I recenti arresti seguono le polemiche esplose dopo gli inquietanti sviluppi dell’inchiesta sul delitto del vicepresidente del Consiglio regionale, Franco Fortugno, con le gravi accuse del governatore Agazio Loiero, ex Margherita, ai capi nazionali Dl e a Mimmo Crea, subentrato in Consiglio al medico di Locri, trucidato nell'ottobre del 2005. E dovrebbero spingere i settori più responsabili dei partiti e l'opinione pubblica a chiedersi se vi siano le condizioni per tirare a campare con una consiliatura improduttiva, squassata da sospette collusioni con la 'ndrangheta, cambi di casacca, «concorsoni» regionali ideati per favorire i portaborse dei politici e trasversalismi indecenti, oppure se sia più opportuno e più saggio restituire la parola agli elettori.

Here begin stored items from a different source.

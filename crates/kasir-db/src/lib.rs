//! # kasir-db: Persistence and Services for the Kasir POS Ledger
//!
//! SQLite storage (sqlx) for the catalog, sales, the stock ledger and
//! expenses, plus the services that keep stock and ledger in step.
//!
//! ## Architecture Position
//! ```text
//! ┌─────────────────────────────────────────────────────────────────────────┐
//! │                        Kasir POS Data Flow                              │
//! │                                                                         │
//! │  HTTP / CLI layer (out of scope)                                       │
//! │       │                                                                 │
//! │       ▼                                                                 │
//! │  ┌─────────────────────────────────────────────────────────────────┐   │
//! │  │                     kasir-db (THIS CRATE)                       │   │
//! │  │                                                                 │   │
//! │  │   ┌───────────────┐    ┌───────────────┐    ┌──────────────┐  │   │
//! │  │   │   Services    │    │  Repositories │    │  Migrations  │  │   │
//! │  │   │               │    │               │    │  (embedded)  │  │   │
//! │  │   │ SaleService   │───►│ ProductRepo   │    │              │  │   │
//! │  │   │ Inventory     │    │ LedgerRepo    │    │ 001_initial  │  │   │
//! │  │   │ Finance       │    │ SaleRepo      │    │              │  │   │
//! │  │   └───────────────┘    └───────────────┘    └──────────────┘  │   │
//! │  │           │                                                     │   │
//! │  │           ▼                                                     │   │
//! │  │   Database (pool.rs): SqlitePool + LedgerSettings               │   │
//! │  └─────────────────────────────────────────────────────────────────┘   │
//! │       │                                                                 │
//! │       ▼                                                                 │
//! │  SQLite database (WAL)                                                 │
//! └─────────────────────────────────────────────────────────────────────────┘
//! ```
//!
//! ## Module Organization
//!
//! - [`pool`] - Connection pool and service settings
//! - [`config`] - TOML + environment configuration
//! - [`logging`] - Tracing bootstrap
//! - [`migrations`] - Embedded database migrations
//! - [`error`] - Database and API error types
//! - [`repository`] - Table access (products, ledger, sales, expenses)
//! - [`service`] - Transactional operations and reports
//!
//! ## Usage
//!
//! ```rust,ignore
//! use kasir_db::{Database, KasirConfig};
//!
//! let config = KasirConfig::load_or_default(None);
//! kasir_db::logging::init_tracing(&config.logging.filter);
//! let db = Database::new(config.db_config()).await?;
//!
//! let sale = db.sale_service().create_sale(request).await?;
//! let hpp = db.finance().compute_hpp(window).await?;
//! ```

// =============================================================================
// Module Declarations
// =============================================================================

pub mod config;
pub mod error;
pub mod logging;
pub mod migrations;
pub mod pool;
pub mod repository;
pub mod service;

// =============================================================================
// Re-exports
// =============================================================================

pub use config::{ConfigError, KasirConfig};
pub use error::{ApiError, DbError, DbResult, ErrorCode};
pub use pool::{Database, DbConfig, LedgerSettings};

// Repository re-exports for convenience
pub use repository::expense::{ExpenseRepository, NewExpense};
pub use repository::ledger::{LedgerFilter, StockMovementRepository};
pub use repository::product::{NewProduct, ProductDetails, ProductRepository};
pub use repository::sale::{SaleFilter, SaleMeta, SaleRepository};

// Service re-exports
pub use service::finance::FinanceService;
pub use service::inventory::{AdjustStock, InventoryService, ReceiveStock, RecordDamage};
pub use service::sale::{CreateSaleRequest, SaleItemInput, SaleService};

Certo, lo scioglimento del Consiglio regionale sarebbe di gran lunga preferibile ai continui rimpasti di Giunta, alla spartizione delle poltrone del sottogoverno e alle lunghe e inconcludenti verifiche tra i partiti della maggioranza.

Che commetterebbero un gravissimo errore a perseverare nelle solidarietà di casta e nelle intese sotterranee tra i capi dei partiti, escludendo dalle scelte e dalle decisioni l'opinione pubblica, che appare sempre più disorientata e sconcertata, e gli elettori calabresi.